- Directions for this task -
For the records below, give the number of lines containing the word "owned" and no other text.

[Collected data]
^^^^
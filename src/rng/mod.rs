//! Stream generators and their checkpointable state.
//!
//! Every generator here can hand out its complete internal state as a
//! [`GeneratorState`] and be rebuilt from it bit-exactly:
//! - Restored generators continue the exact stream of the original
//! - States are plain owned bytes, so copies never alias
//! - Algorithms are tagged by name, so the wire format stays stable as
//!   algorithms are added

mod taus;

use std::fmt;
use std::str::FromStr;

use rand::{Rng, RngCore, SeedableRng};
use rand_chacha::{ChaCha20Rng, ChaCha8Rng};

use crate::error::{MontePiError, Result};

pub use taus::{Taus, TausState, TAUS_STATE_SIZE};

// seed (32) + stream (8) + word position (16)
const CHACHA_STATE_SIZE: usize = 56;

/// Supported generator algorithms.
#[derive(Debug, Clone, Copy, PartialEq, Eq, Hash, Default)]
pub enum Algorithm {
    #[default]
    Taus,
    ChaCha8,
    ChaCha20,
}

impl Algorithm {
    /// All algorithms, in enumeration order.
    pub const ALL: [Algorithm; 3] = [Algorithm::Taus, Algorithm::ChaCha8, Algorithm::ChaCha20];

    pub fn name(self) -> &'static str {
        match self {
            Algorithm::Taus => "taus",
            Algorithm::ChaCha8 => "chacha8",
            Algorithm::ChaCha20 => "chacha20",
        }
    }

    /// Serialized state size in bytes.
    pub fn state_size(self) -> usize {
        match self {
            Algorithm::Taus => TAUS_STATE_SIZE,
            Algorithm::ChaCha8 | Algorithm::ChaCha20 => CHACHA_STATE_SIZE,
        }
    }
}

impl fmt::Display for Algorithm {
    fn fmt(&self, f: &mut fmt::Formatter<'_>) -> fmt::Result {
        f.write_str(self.name())
    }
}

impl FromStr for Algorithm {
    type Err = MontePiError;

    fn from_str(s: &str) -> Result<Self> {
        Algorithm::ALL
            .into_iter()
            .find(|alg| alg.name().eq_ignore_ascii_case(s))
            .ok_or_else(|| MontePiError::Configuration(format!("unknown generator algorithm '{s}'")))
    }
}

/// Names of every supported algorithm.
pub fn algorithm_names() -> impl Iterator<Item = &'static str> {
    Algorithm::ALL.into_iter().map(Algorithm::name)
}

/// Complete, owned snapshot of a generator: algorithm tag plus opaque bytes.
#[derive(Debug, Clone, PartialEq, Eq)]
pub struct GeneratorState {
    algorithm: Algorithm,
    bytes: Vec<u8>,
}

impl GeneratorState {
    /// Wrap raw bytes, checking the size against the algorithm.
    pub fn new(algorithm: Algorithm, bytes: Vec<u8>) -> Result<Self> {
        if bytes.len() != algorithm.state_size() {
            return Err(MontePiError::Serialization(format!(
                "{algorithm} state must be {} bytes, got {}",
                algorithm.state_size(),
                bytes.len()
            )));
        }
        Ok(Self { algorithm, bytes })
    }

    pub fn algorithm(&self) -> Algorithm {
        self.algorithm
    }

    pub fn as_bytes(&self) -> &[u8] {
        &self.bytes
    }
}

/// A generator of any supported algorithm.
///
/// Each instance is exclusively owned; checkpoints are taken with
/// [`StreamRng::capture`] and never by sharing the instance.
#[derive(Debug, Clone)]
pub enum StreamRng {
    Taus(Taus),
    ChaCha8(ChaCha8Rng),
    ChaCha20(ChaCha20Rng),
}

impl StreamRng {
    /// Freshly seeded generator.
    pub fn seeded(algorithm: Algorithm, seed: u64) -> Self {
        match algorithm {
            Algorithm::Taus => StreamRng::Taus(Taus::new(seed)),
            Algorithm::ChaCha8 => StreamRng::ChaCha8(ChaCha8Rng::seed_from_u64(seed)),
            Algorithm::ChaCha20 => StreamRng::ChaCha20(ChaCha20Rng::seed_from_u64(seed)),
        }
    }

    pub fn algorithm(&self) -> Algorithm {
        match self {
            StreamRng::Taus(_) => Algorithm::Taus,
            StreamRng::ChaCha8(_) => Algorithm::ChaCha8,
            StreamRng::ChaCha20(_) => Algorithm::ChaCha20,
        }
    }

    /// One draw: a uniform value in [0, 1).
    ///
    /// This is the only way streams are advanced, both when spacing
    /// checkpoints and when sampling.
    #[inline]
    pub fn next_uniform(&mut self) -> f64 {
        match self {
            StreamRng::Taus(rng) => rng.next_uniform(),
            StreamRng::ChaCha8(rng) => rng.gen::<f64>(),
            StreamRng::ChaCha20(rng) => rng.gen::<f64>(),
        }
    }

    /// Snapshot the full internal state.
    pub fn capture(&self) -> GeneratorState {
        let bytes = match self {
            StreamRng::Taus(rng) => {
                let st = rng.state();
                let words = [st.s1.to_le(), st.s2.to_le(), st.s3.to_le()];
                bytemuck::bytes_of(&words).to_vec()
            }
            StreamRng::ChaCha8(rng) => {
                chacha_bytes(rng.get_seed(), rng.get_stream(), rng.get_word_pos())
            }
            StreamRng::ChaCha20(rng) => {
                chacha_bytes(rng.get_seed(), rng.get_stream(), rng.get_word_pos())
            }
        };
        GeneratorState {
            algorithm: self.algorithm(),
            bytes,
        }
    }

    /// Rebuild a generator that continues exactly where the snapshot was taken.
    pub fn restore(state: &GeneratorState) -> Result<Self> {
        let bytes = state.as_bytes();
        match state.algorithm() {
            Algorithm::Taus => {
                let words: [u32; 3] = bytemuck::pod_read_unaligned(bytes);
                let regs = TausState {
                    s1: u32::from_le(words[0]),
                    s2: u32::from_le(words[1]),
                    s3: u32::from_le(words[2]),
                };
                Taus::from_state(regs).map(StreamRng::Taus).ok_or_else(|| {
                    MontePiError::Serialization(format!("degenerate taus registers {regs:?}"))
                })
            }
            Algorithm::ChaCha8 => {
                let (seed, stream, word_pos) = chacha_parts(bytes);
                let mut rng = ChaCha8Rng::from_seed(seed);
                rng.set_stream(stream);
                rng.set_word_pos(word_pos);
                Ok(StreamRng::ChaCha8(rng))
            }
            Algorithm::ChaCha20 => {
                let (seed, stream, word_pos) = chacha_parts(bytes);
                let mut rng = ChaCha20Rng::from_seed(seed);
                rng.set_stream(stream);
                rng.set_word_pos(word_pos);
                Ok(StreamRng::ChaCha20(rng))
            }
        }
    }
}

impl RngCore for StreamRng {
    fn next_u32(&mut self) -> u32 {
        match self {
            StreamRng::Taus(rng) => rng.next_u32(),
            StreamRng::ChaCha8(rng) => rng.next_u32(),
            StreamRng::ChaCha20(rng) => rng.next_u32(),
        }
    }

    fn next_u64(&mut self) -> u64 {
        match self {
            StreamRng::Taus(rng) => rng.next_u64(),
            StreamRng::ChaCha8(rng) => rng.next_u64(),
            StreamRng::ChaCha20(rng) => rng.next_u64(),
        }
    }

    fn fill_bytes(&mut self, dest: &mut [u8]) {
        match self {
            StreamRng::Taus(rng) => rng.fill_bytes(dest),
            StreamRng::ChaCha8(rng) => rng.fill_bytes(dest),
            StreamRng::ChaCha20(rng) => rng.fill_bytes(dest),
        }
    }

    fn try_fill_bytes(&mut self, dest: &mut [u8]) -> std::result::Result<(), rand::Error> {
        self.fill_bytes(dest);
        Ok(())
    }
}

fn chacha_bytes(seed: [u8; 32], stream: u64, word_pos: u128) -> Vec<u8> {
    let mut out = Vec::with_capacity(CHACHA_STATE_SIZE);
    out.extend_from_slice(&seed);
    out.extend_from_slice(&stream.to_le_bytes());
    out.extend_from_slice(&word_pos.to_le_bytes());
    out
}

// Callers have already checked the length via `GeneratorState::new`.
fn chacha_parts(bytes: &[u8]) -> ([u8; 32], u64, u128) {
    let mut seed = [0u8; 32];
    seed.copy_from_slice(&bytes[..32]);
    let mut stream = [0u8; 8];
    stream.copy_from_slice(&bytes[32..40]);
    let mut word_pos = [0u8; 16];
    word_pos.copy_from_slice(&bytes[40..56]);
    (seed, u64::from_le_bytes(stream), u128::from_le_bytes(word_pos))
}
^^^^
- Solution -
3